Palu, Sultengekspres.com – Kejaksaan Tinggi Sulawesi Tengah, melalui Seksi Penerangan Hukum, Selasa (9/9) menggelar Jaksa Masuk Sekolah (JMS) di Sekolah Menengah Atas Negeri 2 Palu, untuk mengajarkan pentingnya menggunakan media sosial.

Mengingat di SMA 2 Palu, saat ini maraknya aksi bully di Medsos, sehingga peran orang tua sangat penting sebagai kontrol terhadap anaknya.

Kehadiran program JMS di SMA 2 Palu, sangat penting untuk memberikan edukasi kepada siswa sejak dini, sehingga menjadi pedoman di masa mendatang.

Kepala SMA Negeri 2 Palu, Edi Siswanto, dalam sambutannya mengatakan, JMS merupakan program dari Kejaksaan untuk memberikan edukasi kepada siswa agar terhindar dari hal-hal yang dapat merugikan diri daripada siswa.

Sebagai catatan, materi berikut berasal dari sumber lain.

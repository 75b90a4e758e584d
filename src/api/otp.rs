//! Registration, OTP verification, and password-reset endpoints.
//!
//! Registration triggers OTP delivery and returns an `orderId` that keys the
//! verify and resend calls. The forgot-password endpoint is two-phase behind
//! a `sendOTP` flag: phase one requests an OTP, phase two resets the
//! password with it.

use serde::{Deserialize, Serialize};

use crate::api::UserDetails;
use crate::error::GatewayError;
use crate::gateway::{ApiResponse, Gateway};

pub const REGISTER_PATH: &str = "api/v1/user/register";
pub const RESEND_OTP_PATH: &str = "api/v1/user/resend-otp";
pub const VERIFY_OTP_PATH: &str = "api/v1/user/verify";
pub const FORGOT_PASSWORD_PATH: &str = "api/v1/user/forgot-password";

#[derive(Debug, Clone, Serialize, Deserialize)]
pub struct RegisterRequest {
    pub fullname: String,
    pub phone: String,
    pub password: String,
}

#[derive(Debug, Clone, Serialize, Deserialize)]
#[serde(rename_all = "camelCase")]
pub struct RegisterResponse {
    pub order_id: String,
    pub user_details: UserDetails,
}

/// POST `api/v1/user/register` — creates the account and sends the first OTP.
pub async fn register(
    gateway: &Gateway,
    data: &RegisterRequest,
) -> Result<ApiResponse<RegisterResponse>, GatewayError> {
    gateway.post_api(REGISTER_PATH, data).await
}

#[derive(Debug, Clone, Serialize, Deserialize)]
#[serde(rename_all = "camelCase")]
pub struct ResendOtpRequest {
    pub order_id: String,
}

#[derive(Debug, Clone, Serialize, Deserialize)]
#[serde(rename_all = "camelCase")]
pub struct ResendOtpResponse {
    /// Possibly new order id; replaces the one the caller holds.
    pub order_id: String,
}

/// POST `api/v1/user/resend-otp`.
pub async fn resend_otp(
    gateway: &Gateway,
    data: &ResendOtpRequest,
) -> Result<ApiResponse<ResendOtpResponse>, GatewayError> {
    gateway.post_api(RESEND_OTP_PATH, data).await
}

#[derive(Debug, Clone, Serialize, Deserialize)]
#[serde(rename_all = "camelCase")]
pub struct VerifyOtpRequest {
    #[serde(rename = "OTP")]
    pub otp: String,
    pub phone: String,
    pub order_id: String,
}

#[derive(Debug, Clone, Serialize, Deserialize)]
pub struct VerifyOtpResponse {
    #[serde(rename = "isOTPVerified")]
    pub is_otp_verified: bool,
    #[serde(rename = "userDetails")]
    pub user_details: UserDetails,
}

/// POST `api/v1/user/verify`.
pub async fn verify_otp(
    gateway: &Gateway,
    data: &VerifyOtpRequest,
) -> Result<ApiResponse<VerifyOtpResponse>, GatewayError> {
    gateway.post_api(VERIFY_OTP_PATH, data).await
}

/// Wire shape shared by both forgot-password phases.
#[derive(Debug, Clone, Serialize, Deserialize)]
#[serde(rename_all = "camelCase")]
pub struct ForgotPasswordRequest {
    #[serde(rename = "sendOTP")]
    pub send_otp: bool,
    pub phone: String,
    pub order_id: String,
    #[serde(rename = "OTP")]
    pub otp: String,
    pub new_password: String,
}

#[derive(Debug, Clone, Serialize, Deserialize)]
#[serde(rename_all = "camelCase")]
pub struct SendResetOtpResponse {
    pub order_id: String,
}

#[derive(Debug, Clone, Serialize, Deserialize)]
pub struct ResetPasswordResponse {
    pub message: String,
}

/// POST `api/v1/user/forgot-password` with `sendOTP:true` — requests the OTP.
/// The remaining fields are sent empty in this phase.
pub async fn send_reset_otp(
    gateway: &Gateway,
    phone: &str,
) -> Result<ApiResponse<SendResetOtpResponse>, GatewayError> {
    let data = ForgotPasswordRequest {
        send_otp: true,
        phone: phone.to_string(),
        order_id: String::new(),
        otp: String::new(),
        new_password: String::new(),
    };
    gateway.post_api(FORGOT_PASSWORD_PATH, &data).await
}

/// Parameters for the reset phase of forgot-password.
#[derive(Debug, Clone)]
pub struct ResetPassword {
    pub phone: String,
    pub order_id: String,
    pub otp: String,
    pub new_password: String,
}

/// POST `api/v1/user/forgot-password` with `sendOTP:false` — resets the
/// password using the previously delivered OTP.
pub async fn reset_password(
    gateway: &Gateway,
    params: &ResetPassword,
) -> Result<ApiResponse<ResetPasswordResponse>, GatewayError> {
    let data = ForgotPasswordRequest {
        send_otp: false,
        phone: params.phone.clone(),
        order_id: params.order_id.clone(),
        otp: params.otp.clone(),
        new_password: params.new_password.clone(),
    };
    gateway.post_api(FORGOT_PASSWORD_PATH, &data).await
}
//! Read-only client for the headless content store backing the blog.
//!
//! The store is an opaque external query API; this module issues the two
//! fixed queries the site uses (recent posts for the listing, a trimmed
//! title/id set for the "popular posts" sidebar) and decodes the `result`
//! wrapper. Fetch errors are retryable — the caller simply re-runs the
//! fetch.

use chrono::{DateTime, Utc};
use serde::Deserialize;

use crate::error::ContentError;

/// Recent posts for the listing page: first ten, card fields only.
pub const RECENT_POSTS_QUERY: &str =
    r#"*[_type == "blogPost"][0..9]{_id, title, publishedAt, shortDescription, author->{name}}"#;

/// Popular posts for the sidebar: first six, title and id only.
pub const POPULAR_POSTS_QUERY: &str = r#"*[_type == "blogPost"][0..5]{_id, title}"#;

/// Connection settings for the content store.
#[derive(Debug, Clone)]
pub struct ContentConfig {
    pub project_id: String,
    pub dataset: String,
    pub api_version: String,
}

impl Default for ContentConfig {
    fn default() -> Self {
        Self {
            project_id: "s89ti6cn".to_string(),
            dataset: "production".to_string(),
            api_version: "2022-03-07".to_string(),
        }
    }
}

#[derive(Debug, Clone, Deserialize)]
pub struct PostAuthor {
    pub name: String,
}

/// Blog post card as the listing renders it.
#[derive(Debug, Clone, Deserialize)]
#[serde(rename_all = "camelCase")]
pub struct BlogPost {
    #[serde(rename = "_id")]
    pub id: String,
    pub title: String,
    pub published_at: DateTime<Utc>,
    #[serde(default)]
    pub short_description: String,
    pub author: PostAuthor,
}

/// Sidebar entry.
#[derive(Debug, Clone, Deserialize)]
pub struct PopularPost {
    #[serde(rename = "_id")]
    pub id: String,
    pub title: String,
}

#[derive(Debug, Deserialize)]
struct QueryReply<T> {
    result: T,
}

/// Client for the content store's HTTP query endpoint.
pub struct ContentClient {
    config: ContentConfig,
    client: reqwest::Client,
}

impl ContentClient {
    pub fn new(config: ContentConfig) -> Self {
        Self {
            config,
            client: reqwest::Client::new(),
        }
    }

    fn query_url(&self) -> String {
        format!(
            "https://{}.api.sanity.io/v{}/data/query/{}",
            self.config.project_id, self.config.api_version, self.config.dataset
        )
    }

    async fn run_query<T: serde::de::DeserializeOwned>(
        &self,
        query: &str,
    ) -> Result<T, ContentError> {
        let response = self
            .client
            .get(self.query_url())
            .query(&[("query", query), ("perspective", "published")])
            .send()
            .await
            .map_err(|e| ContentError::Request(e.to_string()))?;

        let status = response.status().as_u16();
        if !response.status().is_success() {
            return Err(ContentError::Status { status });
        }

        let body = response
            .text()
            .await
            .map_err(|e| ContentError::Request(e.to_string()))?;
        let reply: QueryReply<T> = serde_json::from_str(&body)?;
        Ok(reply.result)
    }

    pub async fn recent_posts(&self) -> Result<Vec<BlogPost>, ContentError> {
        self.run_query(RECENT_POSTS_QUERY).await
    }

    pub async fn popular_posts(&self) -> Result<Vec<PopularPost>, ContentError> {
        self.run_query(POPULAR_POSTS_QUERY).await
    }

    /// Both listing queries at once, as the blog page loads them.
    pub async fn front_page(&self) -> Result<(Vec<BlogPost>, Vec<PopularPost>), ContentError> {
        futures::try_join!(self.recent_posts(), self.popular_posts())
    }
}

#[cfg(test)]
mod tests {
    use super::*;

    #[test]
    fn blog_post_decodes_from_query_result() {
        let json = r#"{
            "_id": "p1",
            "title": "Learning by speaking",
            "publishedAt": "2024-06-01T12:00:00Z",
            "shortDescription": "Why output beats input",
            "author": {"name": "Priya"}
        }"#;
        let post: BlogPost = serde_json::from_str(json).unwrap();
        assert_eq!(post.id, "p1");
        assert_eq!(post.author.name, "Priya");
    }

    #[test]
    fn popular_post_is_trimmed_to_title_and_id() {
        let posts: Vec<PopularPost> =
            serde_json::from_str(r#"[{"_id":"p1","title":"A"},{"_id":"p2","title":"B"}]"#).unwrap();
        assert_eq!(posts.len(), 2);
        assert_eq!(posts[1].id, "p2");
    }

    #[test]
    fn query_url_includes_project_and_dataset() {
        let client = ContentClient::new(ContentConfig::default());
        let url = client.query_url();
        assert!(url.contains("s89ti6cn"));
        assert!(url.ends_with("/data/query/production"));
    }

    #[test]
    fn wrapper_unwraps_result() {
        let reply: QueryReply<Vec<PopularPost>> =
            serde_json::from_str(r#"{"result":[{"_id":"p1","title":"A"}]}"#).unwrap();
        assert_eq!(reply.result.len(), 1);
    }
}
//! Error types for the Vanii client.

use crate::gateway::envelope::ApiError;

/// Top-level error type for the client.
#[derive(Debug, thiserror::Error)]
pub enum Error {
    #[error("Configuration error: {0}")]
    Config(#[from] ConfigError),

    #[error("Gateway error: {0}")]
    Gateway(#[from] GatewayError),

    #[error("Wizard error: {0}")]
    Wizard(#[from] WizardError),

    #[error("Content error: {0}")]
    Content(#[from] ContentError),
}

/// Configuration-related errors.
#[derive(Debug, thiserror::Error)]
pub enum ConfigError {
    #[error("Missing required environment variable: {0}")]
    MissingEnvVar(String),

    #[error("Invalid configuration value for {key}: {message}")]
    InvalidValue { key: String, message: String },
}

/// Gateway call failures.
///
/// Every failed call maps to exactly one of these. `Api` means the server
/// answered with a non-2xx status and a parseable failure envelope; `Decode`
/// means the body (success or failure) did not match the expected envelope
/// shape. Decode failures are surfaced, never passed through.
#[derive(Debug, thiserror::Error)]
pub enum GatewayError {
    #[error("Transport failure for {path}: {reason}")]
    Transport { path: String, reason: String },

    #[error("API error: {0}")]
    Api(ApiError),

    #[error("Failed to decode response from {path} (status {status}): {reason}")]
    Decode {
        path: String,
        status: u16,
        reason: String,
    },
}

impl GatewayError {
    /// User-visible message for a failed call, mirroring what the failure
    /// envelope carried when one exists.
    pub fn user_message(&self) -> String {
        match self {
            Self::Api(envelope) if !envelope.message.is_empty() => envelope.message.clone(),
            _ => "An unknown error occurred.".to_string(),
        }
    }
}

/// Wizard state machine errors.
#[derive(Debug, thiserror::Error)]
pub enum WizardError {
    #[error("Step index {index} out of bounds (wizard has {count} steps)")]
    StepOutOfBounds { index: usize, count: usize },

    #[error("Validation failed for {answer_key}: {message}")]
    Validation { answer_key: String, message: String },
}

/// Headless-content fetch errors. All are retryable by re-running the fetch.
#[derive(Debug, thiserror::Error)]
pub enum ContentError {
    #[error("Content request failed: {0}")]
    Request(String),

    #[error("Content query returned status {status}")]
    Status { status: u16 },

    #[error("Failed to decode content response: {0}")]
    Decode(#[from] serde_json::Error),
}

/// Result type alias for the client.
pub type Result<T> = std::result::Result<T, Error>;
//! Signup orchestration: register → OTP verify, with resend.

use crate::api::otp::{self, RegisterRequest, ResendOtpRequest, VerifyOtpRequest};
use crate::error::GatewayError;
use crate::gateway::Gateway;
use crate::nav::Navigation;
use crate::session::SessionHandle;
use crate::validate::{SignupForm, SignupFormErrors, validate_signup};

/// Where the signup page currently is.
#[derive(Debug, Clone, Copy, PartialEq, Eq)]
pub enum SignupPhase {
    /// Collecting name/phone/password; OTP entry hidden.
    Collecting,
    /// Registered; OTP entry revealed, order id held.
    AwaitingOtp,
    /// OTP verified; navigation to onboarding scheduled.
    Verified,
}

/// Outcome of submitting the details form.
#[derive(Debug)]
pub enum SignupOutcome {
    /// Field validation failed; nothing was sent.
    Invalid(SignupFormErrors),
    /// Registered; the OTP was sent.
    OtpSent,
    Failed { error: GatewayError },
}

/// Outcome of an OTP verification attempt.
#[derive(Debug)]
pub enum VerifyOutcome {
    /// Verified; navigate to onboarding.
    Verified { navigation: Navigation },
    /// The backend answered but the OTP did not match. No navigation.
    NotVerified,
    Failed { error: GatewayError },
}

/// Signup page flow.
pub struct SignupFlow {
    gateway: Gateway,
    session: SessionHandle,
    phase: SignupPhase,
    order_id: Option<String>,
    /// Full phone (country code + national number) sent at registration;
    /// the verify call must repeat it.
    full_phone: Option<String>,
    pub country_code: String,
}

impl SignupFlow {
    pub fn new(gateway: Gateway, session: SessionHandle) -> Self {
        Self {
            gateway,
            session,
            phase: SignupPhase::Collecting,
            order_id: None,
            full_phone: None,
            country_code: "+1".to_string(),
        }
    }

    pub fn phase(&self) -> SignupPhase {
        self.phase
    }

    pub fn order_id(&self) -> Option<&str> {
        self.order_id.as_deref()
    }

    /// Validate and submit the details form. On success the flow moves to
    /// `AwaitingOtp` and holds the returned order id.
    pub async fn submit_details(&mut self, form: &SignupForm) -> SignupOutcome {
        let errors = validate_signup(form);
        if !errors.is_valid() {
            return SignupOutcome::Invalid(errors);
        }

        let full_phone = format!("{}{}", self.country_code, form.phone);
        let request = RegisterRequest {
            fullname: form.fullname.clone(),
            phone: full_phone.clone(),
            password: form.password.clone(),
        };

        match otp::register(&self.gateway, &request).await {
            Ok(response) => {
                self.order_id = Some(response.data.order_id);
                self.full_phone = Some(full_phone);
                self.phase = SignupPhase::AwaitingOtp;
                tracing::info!("Registration accepted; OTP sent");
                SignupOutcome::OtpSent
            }
            Err(error) => {
                tracing::warn!(%error, "Registration failed");
                SignupOutcome::Failed { error }
            }
        }
    }

    /// Verify the entered OTP against the stored order id.
    pub async fn verify(&mut self, entered_otp: &str) -> VerifyOutcome {
        let (Some(order_id), Some(phone)) = (self.order_id.clone(), self.full_phone.clone())
        else {
            // Verify is only reachable after registration reveals the OTP
            // input; hitting it earlier is a caller bug, not a server error.
            return VerifyOutcome::NotVerified;
        };

        let request = VerifyOtpRequest {
            otp: entered_otp.to_string(),
            phone,
            order_id,
        };

        match otp::verify_otp(&self.gateway, &request).await {
            Ok(response) if response.data.is_otp_verified => {
                self.phase = SignupPhase::Verified;
                self.session.apply_login(&response.data.user_details).await;
                tracing::info!("OTP verified; signup complete");
                VerifyOutcome::Verified {
                    navigation: Navigation::Onboarding,
                }
            }
            Ok(_) => {
                tracing::warn!("OTP mismatch");
                VerifyOutcome::NotVerified
            }
            Err(error) => {
                tracing::warn!(%error, "OTP verification failed");
                VerifyOutcome::Failed { error }
            }
        }
    }

    /// Resend the OTP. The returned order id replaces the stored one.
    pub async fn resend(&mut self) -> Result<(), GatewayError> {
        let Some(order_id) = self.order_id.clone() else {
            return Ok(());
        };
        let response = otp::resend_otp(&self.gateway, &ResendOtpRequest { order_id }).await?;
        self.order_id = Some(response.data.order_id);
        tracing::info!("OTP resent");
        Ok(())
    }
}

Sementara itu, Kepala Seksi Penerangan Hukum (Kasi Penkum) Kejati Sulteng, La Ode Abd. Sofyan. SH.H, dalam materinya mengatakan, peran orang tua sangat penting dalam memberikan edukasi kepada anaknya agar bijak bermedia sosial.

‘Penggunaan media sosial terhadap anak-anak, bagaimana peran orang tua. Jadi memang satu di lema karena penggunaan Medsos sudah menjadi satu kebutuhan, apalagi dikalangan siswa SMA, jadi perlu kontrol orang tua terhadap anaknya,” tandasnya.

Laode menekankan, kontrol dari orang tua sangat di harapkan. Karena peran orang tua mampu memberikan efek positif.

“Terkadang kita terlena terbawa dengan berbagai bentuk permainan yang ternyata digiring pelan-pelan untuk melakukan permainan itu,” ujarnya.

Kata La Ode, permainan yang di maksud yakni, berawal dari permainan game yang digiring kearah bermain judi online.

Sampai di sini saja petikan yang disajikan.